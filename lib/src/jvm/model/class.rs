use crate::jvm::annotations::Annotation;
use crate::jvm::model::{FieldModel, MethodModel};
use crate::jvm::{BinaryName, ClassAccessFlags, MethodDescriptor, UnqualifiedName};

/// Editable representation of a class
#[derive(Clone, Debug, PartialEq)]
pub struct ClassModel {
    /// The current class
    pub name: BinaryName,

    /// Direct superclass (only `java/lang/Object` has none)
    pub superclass: Option<BinaryName>,

    pub interfaces: Vec<BinaryName>,

    pub access_flags: ClassAccessFlags,

    /// Source file, used when reporting locations
    pub source_file: Option<String>,

    /// Declaration annotations on the class
    pub annotations: Vec<Annotation>,

    pub fields: Vec<FieldModel>,

    pub methods: Vec<MethodModel>,
}

impl ClassModel {
    /// Create a new class with no members
    pub fn new(
        name: BinaryName,
        superclass: Option<BinaryName>,
        access_flags: ClassAccessFlags,
    ) -> ClassModel {
        ClassModel {
            name,
            superclass,
            interfaces: vec![],
            access_flags,
            source_file: None,
            annotations: vec![],
            fields: vec![],
            methods: vec![],
        }
    }

    /// Find a field declared directly on this class
    pub fn find_field(&self, name: &UnqualifiedName) -> Option<&FieldModel> {
        self.fields.iter().find(|field| &field.name == name)
    }

    /// Find a method declared directly on this class
    pub fn find_method(
        &self,
        name: &UnqualifiedName,
        descriptor: &MethodDescriptor,
    ) -> Option<&MethodModel> {
        self.methods
            .iter()
            .find(|method| &method.name == name && &method.descriptor == descriptor)
    }

    /// Add a method to the class
    pub fn add_method(&mut self, method: MethodModel) {
        self.methods.push(method);
    }

    /// Add a field to the class
    pub fn add_field(&mut self, field: FieldModel) {
        self.fields.push(field);
    }

    pub fn is_interface(&self) -> bool {
        self.access_flags.contains(ClassAccessFlags::INTERFACE)
    }
}
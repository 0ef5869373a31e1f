use super::{Deserialize, Error, Serialize};
use bitflags::bitflags;
use byteorder::{ReadBytesExt, WriteBytesExt};

bitflags! {
    /// Access flags on classes
    ///
    /// [0]: https://docs.oracle.com/javase/specs/jvms/se15/html/jvms-4.html#jvms-4.1-200-E.1
    pub struct ClassAccessFlags: u16 {
        const PUBLIC = 0x0001;
        const FINAL = 0x0010;
        const SUPER = 0x0020;
        const INTERFACE = 0x0200;
        const ABSTRACT = 0x0400;
        const SYNTHETIC = 0x1000;
        const ANNOTATION = 0x2000;
        const ENUM = 0x4000;
        const MODULE = 0x8000;
    }
}

bitflags! {
    /// Access flags on methods
    ///
    /// [0]: https://docs.oracle.com/javase/specs/jvms/se15/html/jvms-4.html#jvms-4.6-200-A.1
    pub struct MethodAccessFlags: u16 {
        const PUBLIC = 0x0001;
        const PRIVATE = 0x0002;
        const PROTECTED = 0x0004;
        const STATIC = 0x0008;
        const FINAL = 0x0010;
        const SYNCHRONIZED = 0x0020;
        const BRIDGE = 0x0040;
        const VARARGS = 0x0080;
        const NATIVE = 0x0100;
        const ABSTRACT = 0x0400;
        const STRICT = 0x0800;
        const SYNTHETIC = 0x1000;
    }
}

bitflags! {
    /// Access flags on fields
    ///
    /// [0]: https://docs.oracle.com/javase/specs/jvms/se15/html/jvms-4.html#jvms-4.5-200-A.1
    pub struct FieldAccessFlags: u16 {
        const PUBLIC = 0x0001;
        const PRIVATE = 0x0002;
        const PROTECTED = 0x0004;
        const STATIC = 0x0008;
        const FINAL = 0x0010;
        const VOLATILE = 0x0040;
        const TRANSIENT = 0x0080;
        const SYNTHETIC = 0x1000;
        const ENUM = 0x4000;
    }
}

impl MethodAccessFlags {
    /// Flags that make an inherited method ineligible for re-declaration in a subclass
    pub const NOT_OVERRIDABLE: MethodAccessFlags = MethodAccessFlags::from_bits_truncate(
        MethodAccessFlags::PRIVATE.bits()
            | MethodAccessFlags::STATIC.bits()
            | MethodAccessFlags::FINAL.bits()
            | MethodAccessFlags::SYNTHETIC.bits()
            | MethodAccessFlags::BRIDGE.bits(),
    );
}

/// Flags are stored as their `u16` bits, and unknown bits are rejected
macro_rules! flags_format {
    ($($flags:ident => $what:literal,)*) => {
        $(
            impl Serialize for $flags {
                fn serialize<W: WriteBytesExt>(&self, writer: &mut W) -> std::io::Result<()> {
                    self.bits().serialize(writer)
                }
            }

            impl Deserialize for $flags {
                fn deserialize<R: ReadBytesExt>(reader: &mut R) -> Result<Self, Error> {
                    let bits = u16::deserialize(reader)?;
                    $flags::from_bits(bits).ok_or_else(|| {
                        Error::Malformed(format!("Invalid {} access flags {:#06x}", $what, bits))
                    })
                }
            }
        )*
    };
}

flags_format! {
    ClassAccessFlags => "class",
    MethodAccessFlags => "method",
    FieldAccessFlags => "field",
}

######

◆ Exercise directions
Which lines above include the string "MethodDescriptor"? Show them.

◆ Answer box
use crate::jvm::{BinaryName, ClassAccessFlags, MethodDescriptor, UnqualifiedName};
        descriptor: &MethodDescriptor,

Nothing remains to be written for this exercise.